Statement of business task

Smart devices are a big part of people’s everyday life. As a smart device manufacturer, Bellabeat can benefit from learning the trend of smart device usage and make data-driven business strategies to explore growth opportunities.

Key stakeholders

  • Urška Sršen: Bellabeat’s co-founder and Chief Creative Officer
  • Sando Mur: Mathematician and Bellabeat’s co-founder; a key member of the Bellabeat executive team

Good starting points would be:

  1. Investigating the products that have similar functionality
  2. Drill down to explore user behaviors when using the product to identify any usage trends
  3. Apply the trend on Bellabeat products to identify recommendations on functionality and marketing strategies

Insights from the investigation can help Bellabeat to identify weaknesses of their products and new functions or even inspire ideas on new products.

It can also help to inform marketing strategies like knowing the segment of the age group that is the most active user of smart devices.

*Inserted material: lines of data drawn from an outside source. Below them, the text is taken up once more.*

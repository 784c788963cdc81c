//! Time source for entry expiration.
//!
//! The cache never calls `Utc::now()` directly so that expiry can be driven
//! deterministically in tests via [`ManualClock`].

use chrono::{DateTime, Utc};
use parking_lot::Mutex;
use std::sync::Arc;
use std::time::Duration;

/// Source of the current wall-clock time.
pub trait Clock: Send + Sync {
    /// Current time.
    fn now(&self) -> DateTime<Utc>;
}

/// Clock backed by the system time.
#[derive(Debug, Clone, Copy, Default)]
pub struct SystemClock;

impl Clock for SystemClock {
    fn now(&self) -> DateTime<Utc> {
        Utc::now()
    }
}

/// Clock that only moves when told to.
///
/// Clones share the same underlying instant, so a test can keep one handle
/// and hand another to the cache.
#[derive(Debug, Clone)]
pub struct ManualClock {
    now: Arc<Mutex<DateTime<Utc>>>,
}

impl ManualClock {
    /// Create a clock frozen at `start`.
    pub fn new(start: DateTime<Utc>) -> Self {
        Self {
            now: Arc::new(Mutex::new(start)),
        }
    }

    /// Move the clock forward.
    ///
    /// Durations too large to represent leave the clock unchanged.
    pub fn advance(&self, by: Duration) {
        let mut now = self.now.lock();
        if let Some(next) = chrono::Duration::from_std(by)
            .ok()
            .and_then(|delta| now.checked_add_signed(delta))
        {
            *now = next;
        }
    }

    /// Jump to an absolute instant.
    pub fn set(&self, instant: DateTime<Utc>) {
        *self.now.lock() = instant;
    }
}

impl Default for ManualClock {
    fn default() -> Self {
        Self::new(Utc::now())
    }
}

impl Clock for ManualClock {
    fn now(&self) -> DateTime<Utc> {
        *self.now.lock()
    }
}
//! The full windowing pass: filter, sort, then window.

use super::column::Columns;
use super::pipeline::{process, FilterSet, SortSpec};
use super::types::{RowHeight, Viewport, WindowConfigError};
use super::visible_range::{compute_visible_range, VisibleRange};

/// Validated windowing parameters.
#[derive(Debug, Clone, Copy, PartialEq, Eq, Hash)]
pub struct WindowConfig {
    row_height: RowHeight,
    buffer_rows: usize,
}

impl WindowConfig {
    /// Rows padded on each side of the viewport when nothing else is said.
    pub const DEFAULT_BUFFER_ROWS: usize = 5;

    /// Create a config, rejecting a zero row height.
    pub fn new(row_height: u32, buffer_rows: usize) -> Result<Self, WindowConfigError> {
        Ok(Self {
            row_height: RowHeight::new(row_height)?,
            buffer_rows,
        })
    }

    /// Create a config from signed values, as read from user configuration.
    pub fn from_signed(row_height: i64, buffer_rows: i64) -> Result<Self, WindowConfigError> {
        let row_height = RowHeight::try_from(row_height)?;
        let buffer_rows = usize::try_from(buffer_rows)
            .map_err(|_| WindowConfigError::NegativeBufferRows(buffer_rows))?;
        Ok(Self {
            row_height,
            buffer_rows,
        })
    }

    /// Height of each row.
    pub fn row_height(&self) -> RowHeight {
        self.row_height
    }

    /// Rows padded on each side of the viewport.
    pub fn buffer_rows(&self) -> usize {
        self.buffer_rows
    }

    /// Visible range for `len` processed rows.
    pub fn visible_range(&self, len: usize, viewport: Viewport) -> VisibleRange {
        compute_visible_range(len, viewport, self.row_height, self.buffer_rows)
    }

    /// Total scrollable height of `len` rows.
    pub fn total_height(&self, len: usize) -> usize {
        len.saturating_mul(self.row_height.as_usize())
    }

    /// Largest meaningful scroll offset for `len` rows in a viewport of
    /// `viewport_height`.
    pub fn max_scroll(&self, len: usize, viewport_height: usize) -> usize {
        self.total_height(len).saturating_sub(viewport_height)
    }
}

impl Default for WindowConfig {
    fn default() -> Self {
        Self {
            row_height: RowHeight::ONE,
            buffer_rows: Self::DEFAULT_BUFFER_ROWS,
        }
    }
}

/// Everything a windowing pass depends on besides the data itself.
#[derive(Debug, Clone, PartialEq, Eq, Default)]
pub struct WindowQuery {
    /// Active filters.
    pub filters: FilterSet,
    /// Active sort, if any.
    pub sort: Option<SortSpec>,
    /// Scroll position and height.
    pub viewport: Viewport,
}

/// Result of one windowing pass.
#[derive(Debug, Clone, PartialEq, Eq)]
pub struct WindowSnapshot {
    /// Processed dataset as positions into the original rows.
    pub processed: Vec<usize>,
    /// Slice of `processed` to materialize.
    pub range: VisibleRange,
    /// Scrollable height of the processed dataset.
    pub total_height: usize,
}

impl WindowSnapshot {
    /// Original-row positions of the materialized rows, in display order.
    pub fn visible_indices(&self) -> &[usize] {
        &self.processed[self.range.as_range()]
    }

    /// Materialized rows in display order, paired with their original position.
    pub fn visible_rows<'a, R>(&'a self, rows: &'a [R]) -> impl Iterator<Item = (usize, &'a R)> + 'a {
        self.visible_indices().iter().map(move |&i| (i, &rows[i]))
    }

    /// Whether the processed dataset is empty, in which case the caller
    /// shows a "no data" placeholder.
    pub fn is_empty(&self) -> bool {
        self.processed.is_empty()
    }
}

/// Run the whole pipeline for one render pass.
///
/// Pure and side-effect free: recomputing with identical inputs yields an
/// identical snapshot, so it is safe to call on every scroll event.
pub fn compute_window<R>(
    rows: &[R],
    columns: &Columns<R>,
    query: &WindowQuery,
    config: WindowConfig,
) -> WindowSnapshot {
    let processed = process(rows, columns, &query.filters, query.sort.as_ref());
    let range = config.visible_range(processed.len(), query.viewport);
    let total_height = config.total_height(processed.len());
    WindowSnapshot {
        processed,
        range,
        total_height,
    }
}
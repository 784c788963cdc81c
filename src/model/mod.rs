//! Domain model types (pure).
//!
//! The viewer works on untyped JSON objects; typed hosts bring their own row
//! type and only use the library modules.

pub mod error;
pub mod key_action;

pub use error::{AppError, InputError};
pub use key_action::KeyAction;

/// One dataset row: a JSON object keyed by column id.
pub type Record = serde_json::Map<String, serde_json::Value>;
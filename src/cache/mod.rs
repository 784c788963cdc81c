//! Tiered client-side response cache.
//!
//! A [`TieredCache`] sits between data-fetching code and a slow remote API.
//! It keeps recently fetched payloads in an in-process map and mirrors them
//! into a [`DurableStore`] so they survive restarts. Every entry carries its
//! own TTL; expired entries are never returned and are removed lazily when a
//! read finds them.
//!
//! # Example
//!
//! ```
//! use dashgrid::cache::{cache_key, namespace_prefix, MemoryStore, TieredCache};
//! use serde_json::json;
//!
//! let cache = TieredCache::new(MemoryStore::new());
//! let key = cache_key("cost-breakdown", &json!({"month": "2025-01"})).unwrap();
//!
//! let rows: Vec<u32> = cache
//!     .get_or_set(&key, || Ok::<_, std::io::Error>(vec![10, 20]))
//!     .unwrap();
//! assert_eq!(rows, vec![10, 20]);
//!
//! // A data sync invalidates every cost breakdown at once.
//! cache.invalidate_by_prefix(&namespace_prefix("cost-breakdown"));
//! assert!(!cache.contains(&key));
//! ```

pub mod clock;
pub mod entry;
pub mod file_store;
pub mod key;
pub mod store;
pub mod tiered;

pub use clock::{Clock, ManualClock, SystemClock};
pub use entry::{CacheEntry, DurableRecord, DEFAULT_TTL};
pub use file_store::FileStore;
pub use key::{cache_key, namespace_prefix};
pub use store::{DurableStore, MemoryStore, StoreError};
pub use tiered::{CacheConfig, CacheStats, TieredCache};
//! Dataset input.
//!
//! A dataset is a JSON file holding an array of objects. Loads go through the
//! [`TieredCache`] under the [`DATASET_NAMESPACE`] namespace, so reopening a
//! file within the TTL serves the cached copy instead of re-reading it. The
//! file read stands in for what a dashboard would fetch over the network.

use crate::cache::{cache_key, namespace_prefix, TieredCache};
use crate::model::error::InputError;
use crate::model::Record;
use crate::view_state::{CellValue, Column, Columns};
use serde::Serialize;
use serde_json::Value;
use std::path::{Path, PathBuf};
use tracing::{debug, info};

/// Cache namespace for dataset payloads.
pub const DATASET_NAMESPACE: &str = "dataset";

/// Parameters identifying one dataset load.
#[derive(Debug, Serialize)]
struct DatasetQuery<'a> {
    path: &'a str,
}

/// A dataset file and the cache key it loads under.
#[derive(Debug, Clone, PartialEq, Eq)]
pub struct DatasetSource {
    path: PathBuf,
    key: String,
}

impl DatasetSource {
    /// Resolve `path` and derive its cache key.
    ///
    /// The path is canonicalized so different spellings of the same file
    /// share one cache entry.
    ///
    /// # Errors
    ///
    /// Returns `InputError::FileNotFound` if the file does not exist.
    pub fn new(path: impl AsRef<Path>) -> Result<Self, InputError> {
        let given = path.as_ref();
        let path = std::fs::canonicalize(given).map_err(|err| match err.kind() {
            std::io::ErrorKind::NotFound => InputError::FileNotFound {
                path: given.to_path_buf(),
            },
            _ => InputError::Io(err),
        })?;
        let key = cache_key(
            DATASET_NAMESPACE,
            &DatasetQuery {
                path: &path.to_string_lossy(),
            },
        )?;
        Ok(Self { path, key })
    }

    /// Canonical path of the file.
    pub fn path(&self) -> &Path {
        &self.path
    }

    /// Cache key for this file.
    pub fn key(&self) -> &str {
        &self.key
    }

    /// Return the records, from the cache when a valid copy exists.
    ///
    /// # Errors
    ///
    /// Read and decode failures are returned and leave the cache untouched.
    pub fn load(&self, cache: &TieredCache) -> Result<Vec<Record>, InputError> {
        let records = cache.get_or_set(&self.key, || {
            debug!(path = %self.path.display(), "Dataset not cached, reading file");
            read_records(&self.path)
        })?;
        info!(
            path = %self.path.display(),
            records = records.len(),
            "Dataset loaded"
        );
        Ok(records)
    }

    /// Drop the cached copy and read the file again.
    ///
    /// # Errors
    ///
    /// Same as [`load`](Self::load). On failure the cached copy stays dropped.
    pub fn reload(&self, cache: &TieredCache) -> Result<Vec<Record>, InputError> {
        cache.delete(&self.key);
        self.load(cache)
    }
}

/// Drop every cached dataset. Returns the number of entries removed.
pub fn invalidate_datasets(cache: &TieredCache) -> usize {
    let removed = cache.invalidate_by_prefix(&namespace_prefix(DATASET_NAMESPACE));
    info!(removed, "Invalidated cached datasets");
    removed
}

/// Read and decode a dataset file, bypassing the cache.
///
/// # Errors
///
/// - `InputError::FileNotFound` if the file is missing
/// - `InputError::InvalidJson` if it does not parse
/// - `InputError::NotARecordArray` if it is not an array of objects
pub fn read_records(path: &Path) -> Result<Vec<Record>, InputError> {
    let text = std::fs::read_to_string(path).map_err(|err| match err.kind() {
        std::io::ErrorKind::NotFound => InputError::FileNotFound {
            path: path.to_path_buf(),
        },
        _ => InputError::Io(err),
    })?;
    let value: Value = serde_json::from_str(&text).map_err(|err| InputError::InvalidJson {
        path: path.to_path_buf(),
        message: err.to_string(),
    })?;
    records_from_value(value)
}

/// Split a JSON array of objects into records.
///
/// # Errors
///
/// Returns `InputError::NotARecordArray` naming the first non-object element.
pub fn records_from_value(value: Value) -> Result<Vec<Record>, InputError> {
    let Value::Array(items) = value else {
        return Err(InputError::NotARecordArray { index: None });
    };
    items
        .into_iter()
        .enumerate()
        .map(|(index, item)| match item {
            Value::Object(map) => Ok(map),
            _ => Err(InputError::NotARecordArray { index: Some(index) }),
        })
        .collect()
}

/// Build one column per distinct key, in order of first appearance.
///
/// Columns holding arrays or objects in any row are not sortable; their
/// cells display as compact JSON.
pub fn infer_columns(records: &[Record]) -> Columns<Record> {
    let mut ids: Vec<&str> = Vec::new();
    let mut nested: Vec<bool> = Vec::new();

    for record in records {
        for (id, value) in record {
            let is_nested = matches!(value, Value::Array(_) | Value::Object(_));
            match ids.iter().position(|known| *known == id.as_str()) {
                Some(pos) => nested[pos] |= is_nested,
                None => {
                    ids.push(id.as_str());
                    nested.push(is_nested);
                }
            }
        }
    }

    ids.into_iter()
        .zip(nested)
        .map(|(id, is_nested)| {
            let field = id.to_string();
            Column::new(id, id, move |record: &Record| {
                record.get(&field).map_or(CellValue::Null, CellValue::from_json)
            })
            .sortable(!is_nested)
        })
        .collect()
}
// ===== get_or_set =====

#[test]
fn get_or_set_runs_producer_once_for_sequential_calls() {
    let (cache, _, _) = setup();
    let calls = AtomicUsize::new(0);
    let produce = || {
        calls.fetch_add(1, Ordering::SeqCst);
        Ok::<_, String>(vec![1, 2, 3])
    };

    let first = cache.get_or_set("k", produce).unwrap();
    let second = cache.get_or_set("k", produce).unwrap();

    assert_eq!(first, vec![1, 2, 3]);
    assert_eq!(second, vec![1, 2, 3]);
    assert_eq!(calls.load(Ordering::SeqCst), 1);
}

#[test]
fn get_or_set_reruns_producer_after_expiry() {
    let (cache, _, clock) = setup();
    let calls = AtomicUsize::new(0);
    let produce = || Ok::<_, String>(calls.fetch_add(1, Ordering::SeqCst));

    cache
        .get_or_set_with_ttl("k", Duration::from_secs(1), produce)
        .unwrap();
    clock.advance(Duration::from_secs(2));
    let second = cache
        .get_or_set_with_ttl("k", Duration::from_secs(1), produce)
        .unwrap();

    assert_eq!(second, 1);
    assert_eq!(calls.load(Ordering::SeqCst), 2);
}

#[test]
fn get_or_set_propagates_producer_error_and_stores_nothing() {
    let (cache, store, _) = setup();
    let result: Result<u32, String> = cache.get_or_set("k", || Err("upstream 503".to_string()));

    assert_eq!(result, Err("upstream 503".to_string()));
    assert!(!cache.contains("k"));
    assert_eq!(store.len(), 0);
    assert_eq!(cache.in_flight(), 0);
}

#[test]
fn get_or_set_single_flight_across_threads() {
    let (cache, _, _) = setup();
    let calls = &AtomicUsize::new(0);
    let barrier = &std::sync::Barrier::new(8);
    let cache = &cache;

    let results: Vec<u32> = std::thread::scope(|scope| {
        let handles: Vec<_> = (0..8)
            .map(|_| {
                scope.spawn(move || {
                    barrier.wait();
                    cache
                        .get_or_set("shared", || {
                            calls.fetch_add(1, Ordering::SeqCst);
                            std::thread::sleep(Duration::from_millis(50));
                            Ok::<_, String>(99)
                        })
                        .unwrap()
                })
            })
            .collect();
        handles.into_iter().map(|h| h.join().unwrap()).collect()
    });

    assert_eq!(results, vec![99; 8]);
    assert_eq!(calls.load(Ordering::SeqCst), 1);
    assert_eq!(cache.in_flight(), 0);
}

#[test]
fn failed_leader_lets_next_caller_produce() {
    let (cache, _, _) = setup();
    let first: Result<i32, &str> = cache.get_or_set("k", || Err("boom"));
    let second: Result<i32, &str> = cache.get_or_set("k", || Ok(5));
    assert!(first.is_err());
    assert_eq!(second, Ok(5));
}

#[tokio::test]
async fn get_or_set_async_runs_producer_once_for_overlapping_calls() {
    let (cache, _, _) = setup();
    let calls = &AtomicUsize::new(0);
    let produce = move || async move {
        calls.fetch_add(1, Ordering::SeqCst);
        tokio::time::sleep(Duration::from_millis(20)).await;
        Ok::<_, String>(json!({"rows": 3}))
    };

    let (a, b) = tokio::join!(
        cache.get_or_set_async("k", produce),
        cache.get_or_set_async("k", produce)
    );

    assert_eq!(a.unwrap(), json!({"rows": 3}));
    assert_eq!(b.unwrap(), json!({"rows": 3}));
    assert_eq!(calls.load(Ordering::SeqCst), 1);
    assert_eq!(cache.in_flight(), 0);
}

#[test]
fn panicking_producer_releases_its_key() {
    let (cache, _, _) = setup();
    let outcome = std::panic::catch_unwind(std::panic::AssertUnwindSafe(|| {
        cache.get_or_set("k", || -> Result<u32, String> { panic!("producer crashed") })
    }));

    assert!(outcome.is_err());
    assert_eq!(cache.in_flight(), 0);
    assert_eq!(cache.get_or_set("k", || Ok::<_, String>(3)), Ok(3));
}

#[test]
fn get_or_set_type_mismatch_is_not_counted_as_hit() {
    let (cache, _, _) = setup();
    cache.set("k", &"text");

    let value = cache.get_or_set("k", || Ok::<_, String>(5u32));

    assert_eq!(value, Ok(5));
    let stats = cache.stats();
    assert_eq!(stats.hits, 0);
    assert_eq!(stats.misses, 1);
}

#[tokio::test]
async fn cancelled_async_caller_releases_its_key() {
    let (cache, _, _) = setup();
    let pending = cache.get_or_set_async("k", || async {
        tokio::time::sleep(Duration::from_secs(60)).await;
        Ok::<_, String>(1)
    });

    let outcome = tokio::time::timeout(Duration::from_millis(20), pending).await;

    assert!(outcome.is_err());
    assert_eq!(cache.in_flight(), 0);
    let value = cache
        .get_or_set_async("k", || async { Ok::<_, String>(2) })
        .await;
    assert_eq!(value, Ok(2));
}

#[tokio::test]
async fn get_or_set_async_propagates_error() {
    let (cache, _, _) = setup();
    let result: Result<i32, String> = cache
        .get_or_set_async("k", || async { Err("timeout".to_string()) })
        .await;
    assert_eq!(result, Err("timeout".to_string()));
    assert!(!cache.contains("k"));
}

// ===== stats =====

#[test]
fn contains_does_not_count_as_read() {
    let (cache, _, _) = setup();
    cache.set("k", &1);
    assert!(cache.contains("k"));
    assert!(!cache.contains("other"));
    let stats = cache.stats();
    assert_eq!(stats.hits + stats.misses, 0);
}

#[test]
fn hit_rate_reflects_reads() {
    let (cache, _, _) = setup();
    cache.set("k", &1);
    cache.get::<i32>("k");
    cache.get::<i32>("k");
    cache.get::<i32>("k");
    cache.get::<i32>("missing");
    let stats = cache.stats();
    assert_eq!(stats.hits, 3);
    assert_eq!(stats.misses, 1);
    assert!((stats.hit_rate() - 0.75).abs() < f64::EPSILON);
    assert_eq!(CacheStats::default().hit_rate(), 0.0);
}
//! Tracing subscriber initialization.
//!
//! Logs are written to a file so they never interleave with the terminal UI.
//! Users can monitor them via `tail -f` in a separate terminal.

use std::path::{Path, PathBuf};
use thiserror::Error;
use tracing_appender::rolling::RollingFileAppender;
use tracing_subscriber::EnvFilter;

/// Filter directive used when `RUST_LOG` is unset or invalid.
pub const DEFAULT_FILTER: &str = "info";

/// Error type for logging initialization failures.
#[derive(Debug, Error)]
pub enum LoggingError {
    /// Failed to create log directory
    #[error("Failed to create log directory at {path:?}: {source}")]
    DirectoryCreation {
        /// The directory path that failed to be created
        path: PathBuf,
        /// The underlying I/O error
        #[source]
        source: std::io::Error,
    },

    /// Invalid log file path (no filename component)
    #[error("Invalid log file path: {0:?}")]
    InvalidPath(PathBuf),

    /// Log path has no parent directory
    #[error("Log path has no parent directory: {0:?}")]
    NoParentDirectory(PathBuf),

    /// Tracing subscriber already initialized
    #[error("Tracing subscriber already initialized")]
    SubscriberAlreadySet,
}

/// Open an appender writing to `log_path`, creating its directory.
///
/// # Errors
///
/// Fails if the directory cannot be created or the path has no file name.
pub fn file_appender(log_path: &Path) -> Result<RollingFileAppender, LoggingError> {
    let file_name = log_path
        .file_name()
        .and_then(|n| n.to_str())
        .ok_or_else(|| LoggingError::InvalidPath(log_path.to_path_buf()))?;

    let directory = log_path
        .parent()
        .ok_or_else(|| LoggingError::NoParentDirectory(log_path.to_path_buf()))?;

    // A bare file name has an empty parent; log next to the working directory.
    let directory = if directory.as_os_str().is_empty() {
        Path::new(".")
    } else {
        directory
    };

    std::fs::create_dir_all(directory).map_err(|source| LoggingError::DirectoryCreation {
        path: directory.to_path_buf(),
        source,
    })?;

    Ok(tracing_appender::rolling::never(directory, file_name))
}

/// `RUST_LOG` if set and valid, otherwise [`DEFAULT_FILTER`].
pub fn env_filter() -> EnvFilter {
    EnvFilter::try_from_default_env().unwrap_or_else(|_| EnvFilter::new(DEFAULT_FILTER))
}

/// Initialize the global tracing subscriber with file-based logging.
///
/// Respects `RUST_LOG`, defaults to "info" level. Creates the log directory
/// if it doesn't exist.
///
/// # Errors
///
/// Returns `LoggingError` if the subscriber was already initialized or the
/// log file location is unusable.
pub fn init(log_path: &Path) -> Result<(), LoggingError> {
    let writer = file_appender(log_path)?;

    tracing_subscriber::fmt()
        .with_env_filter(env_filter())
        .with_writer(writer)
        .with_ansi(false)
        .try_init()
        .map_err(|_| LoggingError::SubscriberAlreadySet)
}
//! Layout dimension constants for TUI rendering.

/// Height of the column header in lines.
pub const HEADER_HEIGHT: u16 = 1;

/// Height of the status bar in lines.
pub const STATUS_BAR_HEIGHT: u16 = 1;

/// Columns never shrink below this many cells.
pub const MIN_COLUMN_WIDTH: usize = 3;

/// Columns never grow beyond this many cells; longer values are truncated.
pub const MAX_COLUMN_WIDTH: usize = 24;

/// Cells between adjacent columns.
pub const COLUMN_GAP: usize = 1;

/// How long the event loop waits for input before redrawing.
pub const POLL_INTERVAL_MS: u64 = 250;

Bellabeat can invest in focusing on a specific age group when doing marketing campaigns in the future.

Prepare the data

  • The data used in this analysis is the Fitbit Fitness Tracker Data made available by Mobius and stored on Kaggle.
  • This dataset is under CC0: Public Domain license meaning the creator has waived his right to the work under the copyright law.
  • The data contains personal fitness trackers from thirty Fitbit users. Thirty eligible Fitbit users consented to submit personal tracker data, including minute-level output for physical activity, heart rate, and sleep monitoring. It includes information about daily activity, steps, and heart rate that can be used to explore users’ habits.
  • These datasets were generated by respondents to a distributed survey via Amazon Mechanical Turk between 03.12.2016 and 05.12.2016.
  • The dataset has in total of 18 files in .csv format organized in long format.

ROCCC analysis

  • Reliability: LOW — The dataset was collected from 30 individuals whose gender is unknown.
  • Originality: LOW — third-party data collected using Amazon Mechanical Turk.
  • Comprehensive: MEDIUM — dataset contains multiple fields on daily activity intensity, calories used, daily steps taken, daily sleep time, and weight record.
  • Current: MEDIUM — data is 5 years old but the habit of how people live does not change over a few years
  • Cited: HIGH — data collector and the source is well documented

Data selection

The focus is on the daily usage of the Fitbit device as it should provide high-level insight into the usage pattern of smart devices. Thus the following files from the dataset have been selected:

  • dailyActivity_merged.csv
  • dailyCalories_merged.csv
  • dailyIntensities_merged.csv
  • dailySteps_merged.csv
  • sleepDay_merged.csv
  • weightLogInfo_merged.csv

Process the data

Google Spreadsheet and Google BigQuery will be used to process the data as the tool functionality fits the purpose.

Data cleaning

sleepDay_merged.csv and weightLogInfo_merged.csv are loaded into Google Sheets for data cleaning. The fields “SleepDay” and “Date” were not correctly formatted. The following steps have been taken:

  1. The date column has been selected and formatted to ‘Date’ using the spreadsheet function
  2. Time in the column has been removed as time is irrelevant in this analysis
  3. AM/PM indicator is also removed

Data Integrity

The selected data has been loaded into Google BigQuery for analysis. The following queries have been run to check the number of unique Id in each table

SELECT DISTINCT Id
FROM `first - sandbox - 100001. Fitbit_data.dailyActivity_merged`

SELECT DISTINCT Id
FROM `first - sandbox - 100001. Fitbit_data.dailyCalories_merged`

SELECT DISTINCT Id
FROM `first - sandbox - 100001. Fitbit_data.dailyIntensities_merged`

SELECT DISTINCT Id
FROM `first - sandbox - 100001. Fitbit_data.dailySteps_merged`

SELECT DISTINCT Id
FROM `first - sandbox - 100001. Fitbit_data.sleepDay_merged`

SELECT DISTINCT Id
FROM `first - sandbox - 100001. weightLogInfo_merged`

Result (distinct ID in each table):

  • 33
  • 33
  • 33
  • 33
  • 24
  • 8

The result shows the dataset is inconsistent as we expect 30 unique IDs on all tables. The sleepDay_merged table and the weigthLogInfo_merged table have the highest inconsistencies with 6 and 22 input missing. This would affect the result of the analysis.

Data Analysis

The hypothesis has been made with the data available on activity, sleep time, and weight.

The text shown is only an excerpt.